2124.01 Tax Strategies Deemed Within the Prior Art [R-01.2024]

[Editor Note: This MPEP section is applicable regardless of whether an application is examined under the AIA or under pre-AIA law. For applications subject to the first inventor to file (FITF) provisions of the AIA, the relevant time is “before the effective filing date of the claimed invention”. For applications subject to pre-AIA 35 U.S.C. 102, the relevant time is “at the time of the invention”. See MPEP § 2150 et seq. Many of the court decisions discussed in this section involved applications or patents subject to pre-AIA 35 U.S.C. 102. These court decisions may be applicable to applications and patents subject to AIA 35 U.S.C. 102 but the relevant time is before the effective filing date of the claimed invention and not at the time of the invention.]

I. OVERVIEW

The Leahy-Smith America Invents Act (AIA), Public Law 112-29, sec. 14, 125 Stat. 284 (September 16, 2011) provides that for purposes of evaluating an invention for novelty and nonobviousness under 35 U.S.C. 102 and 35 U.S.C. 103, any strategy for reducing, avoiding, or deferring tax liability (hereinafter “tax strategy”), whether known or unknown at the relevant time, shall be deemed insufficient to differentiate a claimed invention from the prior art. As a result, applicants will no longer be able to rely on the novelty or non-obviousness of a tax strategy embodied in their claims to distinguish them from the prior art. Any tax strategy will be considered indistinguishable from all other publicly available information that is relevant to a patent’s claim of originality. This provision aims to keep the ability to interpret the tax law and to implement such interpretation in the public domain, available to all taxpayers and their advisors.

The term “tax liability” is defined for purposes of this provision as referring to any liability for a tax under any federal, state, or local law, or the law of any foreign jurisdiction, including any statute, rule, regulation, or ordinance that levies, imposes, or assesses such tax liability.

There are two exclusions to this provision. The first is that the provision does not apply to that part of an invention that is a method, apparatus, technology, computer program product, or system, that is used solely for preparing a tax or information return or other tax filing, including one that records, transmits, transfers, or organizes data related to such filing.

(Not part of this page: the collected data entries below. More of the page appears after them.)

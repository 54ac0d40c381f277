//! Detector Configuration

use crate::{DlhaError, Result};
use serde::{Deserialize, Serialize};
use std::path::PathBuf;

/// Environment variable naming the JSON config file
pub const CONFIG_PATH_ENV: &str = "DLHA_CONFIG";
/// Environment override for the bundle location
pub const BUNDLE_PATH_ENV: &str = "DLHA_BUNDLE_PATH";
/// Environment override for the server listen address
pub const LISTEN_ADDR_ENV: &str = "DLHA_LISTEN_ADDR";

/// Top-level configuration
#[derive(Debug, Clone, Default, PartialEq, Serialize, Deserialize)]
#[serde(default)]
pub struct DetectorConfig {
    /// Preprocessing and arbitration settings
    pub pipeline: PipelineConfig,
    /// Layer-2 SVM training settings
    pub svm: SvmConfig,
    /// Inference server settings
    pub server: ServerConfig,
}

impl DetectorConfig {
    /// Load from file
    pub fn load(path: &str) -> Result<Self> {
        let content = std::fs::read_to_string(path)?;
        let config: Self = serde_json::from_str(&content)
            .map_err(|e| DlhaError::Config(format!("{}: {}", path, e)))?;
        config.validate()?;
        Ok(config)
    }

    /// Save to file
    pub fn save(&self, path: &str) -> Result<()> {
        let content = serde_json::to_string_pretty(self)?;
        std::fs::write(path, content)?;
        Ok(())
    }

    /// Load from `DLHA_CONFIG` when set, then apply environment overrides.
    ///
    /// A missing or unreadable file falls back to defaults with a warning;
    /// a file that parses but fails validation is an error.
    pub fn from_env() -> Result<Self> {
        let mut config = match std::env::var(CONFIG_PATH_ENV) {
            Ok(path) => match Self::load(&path) {
                Ok(config) => config,
                Err(DlhaError::Io(e)) => {
                    tracing::warn!("Config {} not readable ({}), using defaults", path, e);
                    Self::default()
                }
                Err(e) => return Err(e),
            },
            Err(_) => Self::default(),
        };

        if let Ok(path) = std::env::var(BUNDLE_PATH_ENV) {
            config.server.bundle_path = PathBuf::from(path);
        }
        if let Ok(addr) = std::env::var(LISTEN_ADDR_ENV) {
            config.server.listen_addr = addr;
        }

        config.validate()?;
        Ok(config)
    }

    /// Check value ranges
    pub fn validate(&self) -> Result<()> {
        let p = &self.pipeline;
        if !(p.variance_target > 0.0 && p.variance_target <= 1.0) {
            return Err(DlhaError::Config(format!(
                "variance_target must be in (0, 1], got {}",
                p.variance_target
            )));
        }
        if !(0.0..=1.0).contains(&p.arbitration_threshold) {
            return Err(DlhaError::Config(format!(
                "arbitration_threshold must be in [0, 1], got {}",
                p.arbitration_threshold
            )));
        }

        let s = &self.svm;
        if !(s.c > 0.0) {
            return Err(DlhaError::Config(format!("svm.c must be positive, got {}", s.c)));
        }
        if let Some(gamma) = s.gamma {
            if !(gamma > 0.0) {
                return Err(DlhaError::Config(format!("svm.gamma must be positive, got {}", gamma)));
            }
        }
        if !(s.tolerance > 0.0) || s.max_iterations == 0 {
            return Err(DlhaError::Config("svm.tolerance and svm.max_iterations must be positive".into()));
        }
        Ok(())
    }
}

/// How the reported confidence relates to the chosen label
#[derive(Debug, Clone, Copy, PartialEq, Eq, Default, Serialize, Deserialize)]
#[serde(rename_all = "snake_case")]
pub enum ConfidenceMode {
    /// `max(layer-1 max, layer-2 max)`, regardless of which layer decided
    #[default]
    RawMaximum,
    /// Probability of the class that was actually chosen
    ChosenClass,
}

/// Preprocessing and arbitration settings
#[derive(Debug, Clone, PartialEq, Serialize, Deserialize)]
#[serde(default)]
pub struct PipelineConfig {
    /// Cumulative explained variance the reducer must exceed
    pub variance_target: f64,
    /// Layer-1 max probability above which Layer-1 decides
    pub arbitration_threshold: f64,
    /// Confidence semantics
    pub confidence_mode: ConfidenceMode,
}

impl Default for PipelineConfig {
    fn default() -> Self {
        Self {
            variance_target: 0.95,
            arbitration_threshold: 0.8,
            confidence_mode: ConfidenceMode::RawMaximum,
        }
    }
}

/// Layer-2 SVM training settings
#[derive(Debug, Clone, PartialEq, Serialize, Deserialize)]
#[serde(default)]
pub struct SvmConfig {
    /// Soft-margin penalty
    pub c: f64,
    /// RBF kernel width; `None` derives `1 / (n_features * var(X))`
    pub gamma: Option<f64>,
    /// KKT violation tolerance for the SMO solver
    pub tolerance: f64,
    /// SMO iteration cap per binary machine
    pub max_iterations: usize,
}

impl Default for SvmConfig {
    fn default() -> Self {
        Self {
            c: 1.0,
            gamma: None,
            tolerance: 1e-3,
            max_iterations: 100_000,
        }
    }
}

/// Inference server settings
#[derive(Debug, Clone, PartialEq, Serialize, Deserialize)]
#[serde(default)]
pub struct ServerConfig {
    /// Listen address
    pub listen_addr: String,
    /// Model bundle location
    pub bundle_path: PathBuf,
}

impl Default for ServerConfig {
    fn default() -> Self {
        Self {
            listen_addr: "0.0.0.0:8080".into(),
            bundle_path: PathBuf::from("model/dlha_bundle.json"),
        }
    }
}

#[cfg(test)]
mod tests {
    use super::*;

    #[test]
    fn test_defaults() {
        let config = DetectorConfig::default();
        assert_eq!(config.pipeline.variance_target, 0.95);
        assert_eq!(config.pipeline.arbitration_threshold, 0.8);
        assert_eq!(config.pipeline.confidence_mode, ConfidenceMode::RawMaximum);
        assert_eq!(config.svm.c, 1.0);
        assert!(config.validate().is_ok());
    }

    #[test]
    fn test_partial_json() {
        let config: DetectorConfig = serde_json::from_str(
            r#"{"pipeline": {"confidence_mode": "chosen_class"}, "svm": {"gamma": 0.5}}"#,
        )
        .unwrap();
        assert_eq!(config.pipeline.confidence_mode, ConfidenceMode::ChosenClass);
        assert_eq!(config.pipeline.arbitration_threshold, 0.8);
        assert_eq!(config.svm.gamma, Some(0.5));
        assert_eq!(config.svm.max_iterations, 100_000);
    }

    #[test]
    fn test_validation() {
        let mut config = DetectorConfig::default();
        config.pipeline.variance_target = 1.5;
        assert!(matches!(config.validate(), Err(DlhaError::Config(_))));

        let mut config = DetectorConfig::default();
        config.svm.c = 0.0;
        assert!(config.validate().is_err());
    }

    #[test]
    fn test_save_and_load() {
        let dir = tempfile::tempdir().unwrap();
        let path = dir.path().join("dlha.json");
        let path = path.to_str().unwrap();

        let mut config = DetectorConfig::default();
        config.server.listen_addr = "127.0.0.1:9000".into();
        config.save(path).unwrap();

        assert_eq!(DetectorConfig::load(path).unwrap(), config);
    }
}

The second is that the provision does not apply to that part of an invention that is a method, apparatus, technology, computer program product, or system, that is used solely for financial management, to the extent that it is severable from any tax strategy or does not limit the use of any tax strategy by any taxpayer or tax advisor.

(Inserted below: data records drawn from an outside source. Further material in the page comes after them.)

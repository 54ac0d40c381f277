//! DLHA inference server - Main Entry Point

use dlha::api::{self, AppState};
use dlha::{ArbitrationRouter, DetectorConfig, InferenceEngine, LiveStatus};
use std::sync::Arc;
use tracing_subscriber::{layer::SubscriberExt, util::SubscriberInitExt};

#[tokio::main]
async fn main() -> anyhow::Result<()> {
    tracing_subscriber::registry()
        .with(tracing_subscriber::EnvFilter::new(
            std::env::var("RUST_LOG").unwrap_or_else(|_| "info".into()),
        ))
        .with(tracing_subscriber::fmt::layer())
        .init();

    tracing::info!("DLHA server v{}", env!("CARGO_PKG_VERSION"));

    let config = DetectorConfig::from_env()?;
    let engine = InferenceEngine::new(ArbitrationRouter::from_config(&config.pipeline));

    // Serve degraded until a bundle is reloaded
    if let Err(e) = engine.reload(&config.server.bundle_path) {
        tracing::warn!(
            "No model bundle at {} ({}), serving without a model",
            config.server.bundle_path.display(),
            e
        );
    }

    let state = AppState {
        engine: Arc::new(engine),
        status: Arc::new(LiveStatus::new()),
        bundle_path: config.server.bundle_path.clone(),
    };
    api::serve(state, &config.server.listen_addr).await?;

    Ok(())
}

This provision took effect on September 16, 2011, and applies to any patent application that is pending on, or filed on or after, September 16, 2011, and to any patent issued on or after September 16, 2011. Accordingly, this provision will apply in a reexamination or other post-grant proceeding only to patents issued on or after September 16, 2011.

II. EXAMINATION GUIDANCE FOR CLAIMS RELATING TO TAX STRATEGIES

The following procedure should be followed when examining claims relating to tax strategies.

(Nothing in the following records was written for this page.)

//! DLHA training driver
//!
//! # Usage
//!
//! ```bash
//! dlha-train --train data/KDDTrain+.txt
//! dlha-train --train data/KDDTrain+.txt --test data/KDDTest+.txt --output model/dlha_bundle.json
//! dlha-train --train data/KDDTrain+.txt --config dlha.json --report report.json
//! ```

use anyhow::Context;
use clap::Parser;
use dlha::dataset::load_nsl_kdd;
use dlha::{DetectorConfig, ModelStore, Trainer};
use std::path::PathBuf;
use tracing_subscriber::{layer::SubscriberExt, util::SubscriberInitExt};

#[derive(Parser)]
#[command(name = "dlha-train")]
#[command(version)]
#[command(about = "Train the DLHA two-layer intrusion classifier", long_about = None)]
struct Cli {
    /// NSL-KDD training file
    #[arg(long)]
    train: PathBuf,

    /// NSL-KDD test file to evaluate on after training
    #[arg(long)]
    test: Option<PathBuf>,

    /// Where to write the model bundle (defaults to the configured bundle path)
    #[arg(long, short)]
    output: Option<PathBuf>,

    /// JSON config file
    #[arg(long, short, env = "DLHA_CONFIG")]
    config: Option<String>,

    /// Write the evaluation report as JSON
    #[arg(long)]
    report: Option<PathBuf>,
}

fn main() -> anyhow::Result<()> {
    tracing_subscriber::registry()
        .with(tracing_subscriber::EnvFilter::new(
            std::env::var("RUST_LOG").unwrap_or_else(|_| "info".into()),
        ))
        .with(tracing_subscriber::fmt::layer())
        .init();

    let cli = Cli::parse();

    let config = match &cli.config {
        Some(path) => DetectorConfig::load(path).with_context(|| format!("loading config {}", path))?,
        None => DetectorConfig::default(),
    };
    let output = cli.output.unwrap_or_else(|| config.server.bundle_path.clone());

    let trainer = Trainer::new(config);
    let training = load_nsl_kdd(&cli.train)?;

    tracing::info!("Training DLHA model on {} records", training.len());
    let bundle = trainer.train(&training)?;
    ModelStore::save(&bundle, &output)
        .with_context(|| format!("saving bundle to {}", output.display()))?;

    if let Some(test) = &cli.test {
        let testing = load_nsl_kdd(test)?;
        tracing::info!("Evaluating on {} records", testing.len());
        let report = trainer.evaluate(&bundle, &testing)?;
        println!("{}", report);

        if let Some(path) = &cli.report {
            std::fs::write(path, serde_json::to_string_pretty(&report)?)
                .with_context(|| format!("writing report to {}", path.display()))?;
        }
    }

    Ok(())
}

  • 1. Construe the claim in accordance with MPEP § 2111et seq.
  • 2. Analyze the claim for compliance with 35 U.S.C. 101 and 112 in accordance with current guidance, which is unaffected by this provision.
  • 3. Identify any limitations relating to a tax strategy, as defined above (note the listed exclusions).
    • a. Inventions that fall within the scope of AIA section 14 include those tax strategies especially suitable for use with tax-favored structures that must meet certain requirements, such as employee benefit plans, tax-exempt organizations, or other entities that must be structured or operated in a particular manner to obtain certain tax consequences.
    • b. Thus, AIA section 14 applies if the effect of an invention is to aid in satisfying the qualification requirements for a desired tax-favored entity status, to take advantage of the specific tax benefits offered in a tax-favored structure, or to allow for tax reduction, avoidance, or deferral not otherwise automatically available in such entity or structure.
  • 4. Evaluate the claim in view of the prior art under 35 U.S.C. 102 and 103, treating any limitations relating to a tax strategy as being within the prior art, and not as a patentable difference between the claim and the prior art. This approach is analogous to the treatment of printed matter limitations in a claim as discussed at MPEP § 2112.01, subsection III.

Form paragraph 7.06.01 may be used to indicate claim limitation(s) interpreted as a tax strategy.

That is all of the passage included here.